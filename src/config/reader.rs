//! Config file reading (`project.toml`)
//!
//! Reads the `[tool.testlane]` section of the project manifest. A missing
//! file or missing section is an empty configuration, not an error.

use std::fs;
use std::io;
use std::path::Path;
use tracing::debug;

use super::error::ConfigError;
use super::value::{ConfigMap, ConfigValue};

/// File name resolved beneath the project root.
pub const CONFIG_FILE: &str = "project.toml";

/// Load the tool's section of the config file beneath `project_root`.
///
/// Keys are rewritten to canonical spelling via [`normalize_key`]. A file
/// that exists but cannot be read or parsed is a fatal error carrying the
/// file name and underlying cause.
pub fn read_config_toml(project_root: &Path, filename: &str) -> Result<ConfigMap, ConfigError> {
    let path = project_root.join(filename);
    if !path.is_file() {
        return Ok(ConfigMap::new());
    }

    let contents = fs::read_to_string(&path).map_err(|e: io::Error| ConfigError::Io {
        file: filename.to_string(),
        source: e,
    })?;

    let manifest: toml::Table = toml::from_str(&contents).map_err(|e| ConfigError::Parse {
        file: filename.to_string(),
        source: e,
    })?;

    let section = manifest
        .get("tool")
        .and_then(toml::Value::as_table)
        .and_then(|tool| tool.get("testlane"))
        .and_then(toml::Value::as_table);

    let mut config = ConfigMap::new();
    if let Some(section) = section {
        for (key, value) in section {
            let key = normalize_key(key);
            let value =
                ConfigValue::from_toml(value).map_err(|found| ConfigError::UnsupportedValue {
                    file: filename.to_string(),
                    key: key.clone(),
                    found,
                })?;
            config.insert(key, value);
        }
    }

    debug!(path = %path.display(), options = config.len(), "loaded config file");
    Ok(config)
}

/// Rewrite a CLI-flag-spelled key to canonical internal spelling:
/// strip a leading `--`, convert remaining `-` separators to `_`.
pub fn normalize_key(key: &str) -> String {
    key.trim_start_matches("--").replace('-', "_")
}

#[cfg(test)]
mod tests {
    use super::*;
    use std::io::Write;
    use tempfile::TempDir;

    fn write_config(dir: &TempDir, contents: &str) {
        let mut file = fs::File::create(dir.path().join(CONFIG_FILE)).unwrap();
        write!(file, "{}", contents).unwrap();
    }

    #[test]
    fn test_missing_file_is_empty_config() {
        let dir = TempDir::new().unwrap();
        let config = read_config_toml(dir.path(), CONFIG_FILE).unwrap();
        assert!(config.is_empty());
    }

    #[test]
    fn test_missing_section_is_empty_config() {
        let dir = TempDir::new().unwrap();
        write_config(
            &dir,
            r#"
            [tool.other]
            path = "src"
            "#,
        );

        let config = read_config_toml(dir.path(), CONFIG_FILE).unwrap();
        assert!(config.is_empty());
    }

    #[test]
    fn test_reads_only_tool_section() {
        let dir = TempDir::new().unwrap();
        write_config(
            &dir,
            r#"
            name = "demo"

            [tool.testlane]
            path = "tests"
            timeout = 60
            capture_output = true
            exclude = ["build", "dist"]
            "#,
        );

        let config = read_config_toml(dir.path(), CONFIG_FILE).unwrap();
        assert_eq!(config.get("path"), Some(&ConfigValue::Str("tests".to_string())));
        assert_eq!(config.get("timeout"), Some(&ConfigValue::Int(60)));
        assert_eq!(config.get("capture_output"), Some(&ConfigValue::Bool(true)));
        assert_eq!(
            config.get("exclude"),
            Some(&ConfigValue::List(vec!["build".to_string(), "dist".to_string()]))
        );
        assert!(!config.contains_key("name"));
    }

    #[test]
    fn test_keys_are_normalized() {
        let dir = TempDir::new().unwrap();
        write_config(
            &dir,
            r#"
            [tool.testlane]
            "--hook-module" = "hooks"
            "fail-limit" = 3
            "#,
        );

        let config = read_config_toml(dir.path(), CONFIG_FILE).unwrap();
        assert_eq!(config.get("hook_module"), Some(&ConfigValue::Str("hooks".to_string())));
        assert_eq!(config.get("fail_limit"), Some(&ConfigValue::Int(3)));
    }

    #[test]
    fn test_malformed_file_is_fatal() {
        let dir = TempDir::new().unwrap();
        write_config(&dir, "[tool.testlane\npath = ");

        let err = read_config_toml(dir.path(), CONFIG_FILE).unwrap_err();
        assert!(matches!(err, ConfigError::Parse { .. }));
        assert!(err.to_string().contains(CONFIG_FILE));
    }

    #[test]
    fn test_unsupported_value_is_fatal() {
        let dir = TempDir::new().unwrap();
        write_config(
            &dir,
            r#"
            [tool.testlane]
            timeout = 1.5
            "#,
        );

        let err = read_config_toml(dir.path(), CONFIG_FILE).unwrap_err();
        assert!(matches!(err, ConfigError::UnsupportedValue { .. }));
        assert!(err.to_string().contains("timeout"));
    }

    #[test]
    fn test_normalize_key() {
        assert_eq!(normalize_key("--hook-module"), "hook_module");
        assert_eq!(normalize_key("fail-limit"), "fail_limit");
        assert_eq!(normalize_key("path"), "path");
    }
}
──────────
Filter the records above and copy every line that contains the word "true".

            capture_output = true
        assert_eq!(config.get("capture_output"), Some(&ConfigValue::Bool(true)));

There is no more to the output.